__WHAT THE TASK REQUIRES__
Copy all lines below containing "Deserialize".

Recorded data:
######

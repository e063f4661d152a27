use serde::{Deserialize, Serialize};
use std::env;
use std::path::PathBuf;

use crate::error::{IngestError, Result};

pub const DEFAULT_BUCKET: &str = "fpl-data";
pub const DEFAULT_REGION: &str = "us-east-1";
pub const DEFAULT_LOCAL_STORAGE_DIR: &str = "data";

#[derive(Debug, Clone, Copy, PartialEq, Eq, Serialize, Deserialize, Default)]
#[serde(rename_all = "lowercase")]
pub enum StorageBackend {
    #[default]
    S3,
    Local,
}

impl std::str::FromStr for StorageBackend {
    type Err = IngestError;

    fn from_str(s: &str) -> Result<Self> {
        match s.to_lowercase().as_str() {
            "s3" => Ok(StorageBackend::S3),
            "local" | "fs" => Ok(StorageBackend::Local),
            other => Err(IngestError::InvalidConfig(format!(
                "unknown storage backend '{other}', expected 's3' or 'local'"
            ))),
        }
    }
}

#[derive(Debug, Clone, Serialize, Deserialize)]
pub struct StorageConfig {
    pub backend: StorageBackend,
    pub bucket: String,
    pub endpoint: Option<String>,
    pub region: String,
    pub access_key: Option<String>,
    #[serde(skip_serializing)]
    pub secret_key: Option<String>,
    pub path_style: bool,
    /// Root directory for the local backend
    pub local_dir: PathBuf,
}

impl StorageConfig {
    pub fn from_env() -> Result<Self> {
        let backend = match env::var("FPL_STORAGE") {
            Ok(value) => value.parse()?,
            Err(_) => StorageBackend::default(),
        };

        Ok(Self {
            backend,
            bucket: env::var("BUCKET")
                .or_else(|_| env::var("S3_BUCKET"))
                .unwrap_or_else(|_| DEFAULT_BUCKET.to_string()),
            endpoint: env::var("S3_ENDPOINT").ok(),
            region: env::var("S3_REGION").unwrap_or_else(|_| DEFAULT_REGION.to_string()),
            access_key: env::var("S3_ACCESS_KEY")
                .or_else(|_| env::var("AWS_ACCESS_KEY_ID"))
                .ok(),
            secret_key: env::var("S3_SECRET_KEY")
                .or_else(|_| env::var("AWS_SECRET_ACCESS_KEY"))
                .ok(),
            path_style: env::var("S3_PATH_STYLE")
                .ok()
                .and_then(|v| v.parse().ok())
                .unwrap_or(false),
            local_dir: env::var("FPL_LOCAL_STORAGE_DIR")
                .map(PathBuf::from)
                .unwrap_or_else(|_| PathBuf::from(DEFAULT_LOCAL_STORAGE_DIR)),
        })
    }

    pub fn local(dir: impl Into<PathBuf>, bucket: impl Into<String>) -> Self {
        Self {
            backend: StorageBackend::Local,
            bucket: bucket.into(),
            endpoint: None,
            region: DEFAULT_REGION.to_string(),
            access_key: None,
            secret_key: None,
            path_style: false,
            local_dir: dir.into(),
        }
    }

    pub fn validate(&self) -> Result<()> {
        if self.bucket.is_empty() {
            return Err(IngestError::InvalidConfig("bucket cannot be empty".to_string()));
        }
        if self.access_key.is_some() != self.secret_key.is_some() {
            return Err(IngestError::InvalidConfig(
                "S3 access key and secret key must be set together".to_string(),
            ));
        }
        Ok(())
    }
}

######

__YOUR RESPONSE__
use serde::{Deserialize, Serialize};
#[derive(Debug, Clone, Copy, PartialEq, Eq, Serialize, Deserialize, Default)]
#[derive(Debug, Clone, Serialize, Deserialize)]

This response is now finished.